R help - Mar 2010 - Competing with SPSS and SAS: improving code that loops through rows (data manipulation)

Dear R-ers,

In my question there are no statistics involved - it's all about data
manipulation in R.
I am trying to write a code that should replace what's currently being
done in SAS and SPSS. Or, at least, I am trying to show to my
colleagues R is not much worse than SAS/SPSS for the task at hand.
I've written a code that works but it's too slow. Probably because
it's looping through a lot of things. But I am not seeing how to
improve it. I've already written a different code but it's 5 times
slower than this one. The code below takes me slightly above 5 sec for
the tiny data set. I've tried using it with a real one - was not done
after hours.
Need help of the list! Maybe someone will have an idea on how to
increase the efficiency of my code (just one block of it - in the
"DATA TRANSFORMATION" Section below)?

Below - I am creating the data set whose structure is similar to the
data sets the code should be applied to. Also - I have desribed what's
actually being done - in comments.
Thanks a lot to anyone for any suggestion!

Dimitri

###### CREATING THE TEST DATA SET ################################

set.seed(123)
data<-data.frame(group=c(rep("first",10),rep("second",10)),week=c(1:10,1:10),a=abs(round(rnorm(20)*10,0)),
b=abs(round(rnorm(20)*100,0)))
data
dim(data)[1]  # !!! In real life I might have up to 150 (!) rows
(weeks) within each subgroup

### Specifying parameters used in the code below:
vars<-names(data)[3:4] # names of variables to be transformed
nr.vars<-length(vars) # number of variables to be transformed;  !!!
in real life I'll have to deal with up to 50-60 variables, not 2.
group.var<-names(data)[1] # name of the grouping variable
subgroups<-levels(data[[group.var]]) # names of subgroups;  !!! in
real life I'll have up to 20-25 subgroups, not 2.
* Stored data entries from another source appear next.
//! The data-provider contract the grid consumes.
//!
//! The grid does not know or care whether metrics come from a real backend
//! or a mock; it only requires the stable shapes in [`crate::catalog`] and
//! eventual settlement of each request. [`MockProvider`] is the in-process
//! implementation backed by the seeded [`crate::generator`].

use std::collections::BTreeMap;

use serde::{Deserialize, Serialize};
use thiserror::Error;

use crate::catalog::{Metric, MetricId, SubEntityRecord};
use crate::generator::Generator;

/// Active cross-filter for both the metric list and detail fetches.
#[derive(Debug, Clone, PartialEq, Eq, Default, Serialize, Deserialize)]
pub struct MetricsFilter {
    /// Year-month prefix (e.g. "2025-01"); `None` means all months.
    pub month: Option<String>,
    /// Leader id; `None` means all leaders.
    pub leader_id: Option<String>,
    /// Metric type category; `None` means all types.
    pub metric_type: Option<String>,
}

impl MetricsFilter {
    #[must_use]
    pub const fn is_empty(&self) -> bool {
        self.month.is_none() && self.leader_id.is_none() && self.metric_type.is_none()
    }
}

/// Provider failure taxonomy.
#[derive(Debug, Clone, PartialEq, Eq, Error)]
pub enum ProviderError {
    #[error("metric {0} not found")]
    UnknownMetric(MetricId),
    #[error("detail fetch timed out")]
    Timeout,
    #[error("provider unavailable: {0}")]
    Unavailable(String),
}

/// Source of metric and breakdown data.
pub trait MetricsProvider {
    /// Fetch the metric list with embedded monthly records.
    ///
    /// # Errors
    ///
    /// Returns [`ProviderError`] when the backing source cannot serve the
    /// request.
    fn fetch_metrics(&self, filter: &MetricsFilter) -> Result<Vec<Metric>, ProviderError>;

    /// Fetch one metric's leader breakdown.
    ///
    /// A metric with no breakdown yields an empty list, which the grid
    /// treats as "nothing happened" rather than an error.
    ///
    /// # Errors
    ///
    /// Returns [`ProviderError::UnknownMetric`] for ids not in the catalog.
    fn fetch_details(
        &self,
        metric_id: MetricId,
        filter: &MetricsFilter,
    ) -> Result<Vec<SubEntityRecord>, ProviderError>;
}

/// Seeded in-memory provider.
#[derive(Debug)]
pub struct MockProvider {
    catalog: Vec<Metric>,
    details: BTreeMap<MetricId, Vec<SubEntityRecord>>,
}

/// Metrics generated per seeded provider.
const MOCK_METRIC_COUNT: usize = 12;
/// Months of history generated (more than any default window, so windowing
/// actually truncates).
const MOCK_MONTH_COUNT: usize = 9;

impl MockProvider {
    /// Build a provider from a seed. Same seed, same dataset.
    #[must_use]
    pub fn seeded(seed: u64) -> Self {
        let mut generator = Generator::new(seed);
        let catalog = generator.catalog(MOCK_METRIC_COUNT, MOCK_MONTH_COUNT);
        let details = generator.breakdowns(&catalog, MOCK_MONTH_COUNT);
        Self { catalog, details }
    }

    /// Distinct leaders across all breakdowns, as `(id, name)` pairs sorted
    /// by id. Used to drive the leader filter UI.
    #[must_use]
    pub fn leaders(&self) -> Vec<(String, String)> {
        let mut leaders: BTreeMap<String, String> = BTreeMap::new();
        for records in self.details.values() {
            for slt in records {
                leaders
                    .entry(slt.leader_id.clone())
                    .or_insert_with(|| slt.leader_name.clone());
            }
        }
        leaders.into_iter().collect()
    }

    /// Distinct metric type categories present in the catalog.
    #[must_use]
    pub fn metric_types(&self) -> Vec<String> {
        let mut types: Vec<String> = self
            .catalog
            .iter()
            .map(|m| m.metric_type.clone())
            .collect();
        types.sort_unstable();
        types.dedup();
        types
    }

    fn metric_matches(metric: &Metric, filter: &MetricsFilter) -> bool {
        if let Some(wanted) = &filter.metric_type {
            if !metric.metric_type.eq_ignore_ascii_case(wanted) {
                return false;
            }
        }
        true
    }
}

impl MetricsProvider for MockProvider {
    fn fetch_metrics(&self, filter: &MetricsFilter) -> Result<Vec<Metric>, ProviderError> {
        let mut metrics: Vec<Metric> = self
            .catalog
            .iter()
            .filter(|m| Self::metric_matches(m, filter))
            .cloned()
            .collect();

        // A leader filter narrows the list to metrics that leader reports on.
        if let Some(leader_id) = &filter.leader_id {
            metrics.retain(|m| {
                self.details
                    .get(&m.metric_id)
                    .is_some_and(|slts| slts.iter().any(|s| &s.leader_id == leader_id))
            });
        }

        // A month filter narrows each metric's records to that period.
        if let Some(month) = &filter.month {
            for metric in &mut metrics {
                metric.monthly.retain(|r| r.month.starts_with(month));
            }
        }

        Ok(metrics)
    }

    fn fetch_details(
        &self,
        metric_id: MetricId,
        filter: &MetricsFilter,
    ) -> Result<Vec<SubEntityRecord>, ProviderError> {
        let Some(records) = self.details.get(&metric_id) else {
            return Err(ProviderError::UnknownMetric(metric_id));
        };

        let mut records = records.clone();
        if let Some(leader_id) = &filter.leader_id {
            records.retain(|s| &s.leader_id == leader_id);
        }
        if let Some(month) = &filter.month {
            for slt in &mut records {
                slt.monthly.retain(|r| r.month.starts_with(month));
            }
        }
        Ok(records)
    }
}
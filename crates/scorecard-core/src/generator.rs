//! Deterministic mock-data generation for the scorecard.
//!
//! Provides seedable generation of a realistic metric catalog with monthly
//! records, threshold-derived status colors, occasional missing months, and
//! per-metric leader breakdowns. Two runs with the same seed produce
//! identical datasets.

use std::collections::BTreeMap;

use chrono::{Months, NaiveDate};
use rand::Rng;
use rand::prelude::IndexedRandom;
use rand_pcg::Pcg64;

use crate::catalog::{Metric, MetricId, MonthlyRecord, SubEntityRecord, ValueType};
use crate::tone::StatusColor;

// ============================================================================
// Static Data Pools
// ============================================================================

/// Metric prefix codes.
const METRIC_PREFIXES: &[&str] = &[
    "PM001", "PM002", "PM003", "PM004", "PM005", "PM006", "PM007", "PM008",
];

/// Metric names (service-management style).
const METRIC_NAMES: &[&str] = &[
    "PBI Record has Coordinator 24 hours after creation",
    "Incident Resolution within SLA",
    "Change Request Approval Rate",
    "Service Request Completion Time",
    "System Availability Percentage",
    "First Contact Resolution Rate",
    "Customer Satisfaction Score",
    "Backlog Reduction Rate",
];

/// Reporting sources.
const SOURCES: &[&str] = &["DataMart", "ServiceNow", "PowerBI", "Tableau", "JIRA"];

/// Metric type categories.
const METRIC_TYPES: &[&str] = &["Performance", "Compliance", "Adoption"];

/// Value-type rotation, applied by metric id.
const VALUE_TYPES: &[ValueType] = &[
    ValueType::Percentage,
    ValueType::Days,
    ValueType::Hours,
    ValueType::Count,
    ValueType::Score,
];

/// Leader names for breakdown rows.
const LEADER_NAMES: &[&str] = &[
    "Avery Quinn",
    "Jordan Blake",
    "Morgan Hayes",
    "Riley Carter",
    "Casey Nguyen",
    "Drew Patel",
    "Emerson Clarke",
    "Finley Ross",
    "Harper Singh",
    "Jamie Torres",
    "Kendall Brooks",
    "Logan Rivera",
    "Parker Ellis",
    "Quincy Adams",
    "Rowan Foster",
    "Sage Mitchell",
];

/// Newest month in the generated dataset (the mock's "today").
const BASE_YEAR: i32 = 2025;
const BASE_MONTH: u32 = 3;

// ============================================================================
// Generator
// ============================================================================

/// Deterministic data generator.
///
/// Uses a seeded PRNG to produce reproducible datasets.
pub struct Generator {
    rng: Pcg64,
    next_id: MetricId,
}

impl Generator {
    /// Create a new generator with the given seed.
    #[must_use]
    pub fn new(seed: u64) -> Self {
        Self {
            rng: Pcg64::new(seed.into(), 0x5851_f42d_4c95_7f2d),
            next_id: 1,
        }
    }

    /// Get the next unique metric ID.
    #[allow(clippy::missing_const_for_fn)] // Cannot be const: mutates self
    fn next_id(&mut self) -> MetricId {
        let id = self.next_id;
        self.next_id += 1;
        id
    }

    /// Month identifiers for the `count` most recent months, oldest first.
    #[must_use]
    pub fn recent_months(count: usize) -> Vec<String> {
        let base = NaiveDate::from_ymd_opt(BASE_YEAR, BASE_MONTH, 1).unwrap_or_default();
        let mut months: Vec<String> = (0..count)
            .filter_map(|back| {
                let back = u32::try_from(back).unwrap_or(u32::MAX);
                base.checked_sub_months(Months::new(back))
                    .map(|d| d.format("%Y-%m").to_string())
            })
            .collect();
        months.reverse();
        months
    }

    /// Generate a composite result summary `"pct-num-den"`.
    fn result_summary(&mut self) -> String {
        let denominator: u32 = self.rng.random_range(100..=200);
        let numerator: u32 = self.rng.random_range(denominator * 7 / 10..=denominator);
        let percentage = f64::from(numerator) / f64::from(denominator) * 100.0;
        format!("{percentage:.2}-{numerator}-{denominator}")
    }

    /// Derive the status color for a result against thresholds.
    ///
    /// An absent result is grey; otherwise the summary's percentage part is
    /// compared against the trigger ("good") and limit ("bad") boundaries.
    #[must_use]
    pub fn color_for(result: Option<&str>, trigger: f64, limit: f64) -> StatusColor {
        let Some(result) = result else {
            return StatusColor::Grey;
        };
        let Some(percentage) = result.split('-').next().and_then(|p| p.parse::<f64>().ok())
        else {
            return StatusColor::Grey;
        };
        if percentage >= trigger {
            StatusColor::Green
        } else if percentage >= limit {
            StatusColor::Amber
        } else {
            StatusColor::Red
        }
    }

    /// Random threshold pair: trigger in 75..95, limit at least 2 below it.
    fn thresholds(&mut self) -> (f64, f64) {
        let trigger = round2(self.rng.random_range(75.0..95.0));
        let limit = round2(self.rng.random_range(65.0..trigger - 2.0));
        (trigger, limit)
    }

    /// Monthly records over `months`, with occasional gaps.
    ///
    /// The oldest month is missing 30% of the time, any other 5%; gaps are
    /// simply absent records, surfacing as NDTR cells at projection time.
    fn monthly_records(&mut self, months: &[String], trigger: f64, limit: f64) -> Vec<MonthlyRecord> {
        months
            .iter()
            .enumerate()
            .filter_map(|(i, month)| {
                let gap_chance = if i == 0 { 0.3 } else { 0.05 };
                if self.rng.random_bool(gap_chance) {
                    return None;
                }
                let result = self.result_summary();
                let color = Self::color_for(Some(&result), trigger, limit);
                Some(MonthlyRecord::new(month.clone(), result, color))
            })
            .collect()
    }

    /// Generate a single metric over the given months.
    #[must_use]
    pub fn metric(&mut self, months: &[String]) -> Metric {
        let id = self.next_id();
        let index = (id as usize).saturating_sub(1);
        let name = METRIC_NAMES[index % METRIC_NAMES.len()];
        let (trigger, limit) = self.thresholds();

        let mut metric = Metric::new(id, METRIC_PREFIXES[index % METRIC_PREFIXES.len()], name);
        metric.value_type = VALUE_TYPES[index % VALUE_TYPES.len()];
        metric.description = format!("Tracks: {name}.");
        metric.calculation = "Numerator over denominator for the reporting month.".to_string();
        metric.service_alignment = if self.rng.random_bool(0.7) {
            Some("IT Services".to_string())
        } else {
            None
        };
        metric.trigger = trigger;
        metric.limit = limit;
        metric.source = SOURCES
            .choose(&mut self.rng)
            .map(|s| (*s).to_string());
        metric.metric_type = METRIC_TYPES[index % METRIC_TYPES.len()].to_string();
        metric.threshold_direction = None;
        metric.monthly = self.monthly_records(months, trigger, limit);
        metric
    }

    /// Generate the leader breakdown for a metric.
    ///
    /// Between 3 and 6 distinct leaders, each with their own monthly records
    /// colored against the metric's thresholds.
    #[must_use]
    pub fn leaders(&mut self, metric: &Metric, months: &[String]) -> Vec<SubEntityRecord> {
        let count = self.rng.random_range(3..=6);
        let names: Vec<&&str> = LEADER_NAMES.choose_multiple(&mut self.rng, count).collect();
        names
            .into_iter()
            .map(|name| {
                let id = format!("NB{:05}", self.rng.random_range(10_000..100_000));
                let mut slt = SubEntityRecord::new(id, *name);
                slt.monthly = self.monthly_records(months, metric.trigger, metric.limit);
                slt
            })
            .collect()
    }

    /// Generate a full catalog of `metric_count` metrics spanning the
    /// `month_count` most recent months.
    #[must_use]
    pub fn catalog(&mut self, metric_count: usize, month_count: usize) -> Vec<Metric> {
        let months = Self::recent_months(month_count);
        (0..metric_count).map(|_| self.metric(&months)).collect()
    }

    /// Generate leader breakdowns for every metric in a catalog.
    #[must_use]
    pub fn breakdowns(
        &mut self,
        metrics: &[Metric],
        month_count: usize,
    ) -> BTreeMap<MetricId, Vec<SubEntityRecord>> {
        let months = Self::recent_months(month_count);
        metrics
            .iter()
            .map(|m| (m.metric_id, self.leaders(m, &months)))
            .collect()
    }
}

fn round2(value: f64) -> f64 {
    (value * 100.0).round() / 100.0
}
//! Non-interactive grid projection for CI and scripting.
//!
//! Builds the same grid the dashboard renders, optionally pre-expands one
//! metric, and prints it to stdout as an aligned text table or as the flat
//! ordinal-keyed row objects.

use std::collections::BTreeMap;

use anyhow::Result;
use tracing::warn;

use scorecard_core::{
    DetailResponse, GridConfig, MetricsGrid, MetricsProvider, MockProvider, Toggle,
};

use crate::cli::{Cli, DumpArgs, DumpFormat};
use crate::view;

/// Build the projected grid for the given CLI options.
pub(crate) fn build_grid(cli: &Cli, expand: Option<scorecard_core::MetricId>) -> Result<MetricsGrid> {
    let provider = MockProvider::seeded(cli.seed);
    let filter = cli.filter();

    let mut grid = MetricsGrid::new(GridConfig::new(cli.window));
    grid.set_filter(filter.clone());
    grid.set_metrics(provider.fetch_metrics(&filter)?);

    if let Some(metric_id) = expand {
        if let Toggle::BeginExpand(request) = grid.toggle(metric_id) {
            match provider.fetch_details(metric_id, &filter) {
                Ok(records) => {
                    grid.apply_details(&DetailResponse {
                        metric_id: request.metric_id,
                        generation: request.generation,
                        records,
                    });
                }
                Err(err) => {
                    warn!(metric_id, %err, "detail fetch failed");
                    grid.fail_details(&request);
                }
            }
        }
    }
    Ok(grid)
}

/// Run the dump subcommand.
pub fn run(cli: &Cli, args: &DumpArgs) -> Result<()> {
    let grid = build_grid(cli, args.expand)?;

    match args.format {
        DumpFormat::Plain => print!("{}", view::render_plain(&grid)),
        DumpFormat::Json => {
            let rows: Vec<BTreeMap<String, String>> = grid
                .rows()
                .iter()
                .map(|row| row.flat_fields(grid.window()))
                .collect();
            println!("{}", serde_json::to_string_pretty(&rows)?);
        }
    }
    Ok(())
}

#[cfg(test)]
mod tests {
    use super::*;
    use clap::Parser;
    use scorecard_core::GridRow;

    fn cli(args: &[&str]) -> Cli {
        Cli::try_parse_from(std::iter::once("scorecard").chain(args.iter().copied())).unwrap()
    }

    #[test]
    fn build_without_expand_is_parents_only() {
        let grid = build_grid(&cli(&[]), None).unwrap();
        assert!(!grid.rows().is_empty());
        assert!(grid.rows().iter().all(GridRow::is_parent));
    }

    #[test]
    fn build_with_expand_adds_children_after_the_parent() {
        let grid = build_grid(&cli(&[]), Some(1)).unwrap();
        let parent_index = grid
            .rows()
            .iter()
            .position(|r| r.is_parent() && r.metric_id() == 1)
            .unwrap();
        assert!(!grid.rows()[parent_index + 1].is_parent());
        assert_eq!(grid.rows()[parent_index + 1].metric_id(), 1);
    }

    #[test]
    fn build_with_unknown_expand_is_harmless() {
        let grid = build_grid(&cli(&[]), Some(9999)).unwrap();
        assert!(grid.rows().iter().all(GridRow::is_parent));
        assert_eq!(grid.expansion().pending(), None);
    }

    #[test]
    fn build_respects_window_flag() {
        let grid = build_grid(&cli(&["--window", "3"]), None).unwrap();
        assert_eq!(grid.window().len(), 3);
    }
}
# For EACH subgroup: indexing variables a and b to their maximum in
that subgroup;
# Further, I'll have to use these indexed variables to build the new ones:
for(i in vars){
	new.name<-paste(i,".ind.to.max",sep="")
	data[[new.name]]<-NA
}

indexed.vars<-names(data)[grep("ind.to.max$", names(data))] #
variables indexed to subgroup max
for(subgroup in subgroups){
	data[data[[group.var]] %in%
subgroup,indexed.vars]<-lapply(data[data[[group.var]] %in%
subgroup,vars],function(x){
		y<-x/max(x)
		return(y)
	})
}
data

############# DATA TRANSFORMATION #########################################

# Objective: Create new variables based on the old ones (a and b ind.to.max)
# For each new variable, the value in a given row is a function of (a)
2 constants (that have several levels each),
# (b) the corresponding value of the original variable (e.g.,
a.ind.to.max"), and the value in the previous row on the same new
variable
# PLUS: - it has to be done by subgroup (variable "group")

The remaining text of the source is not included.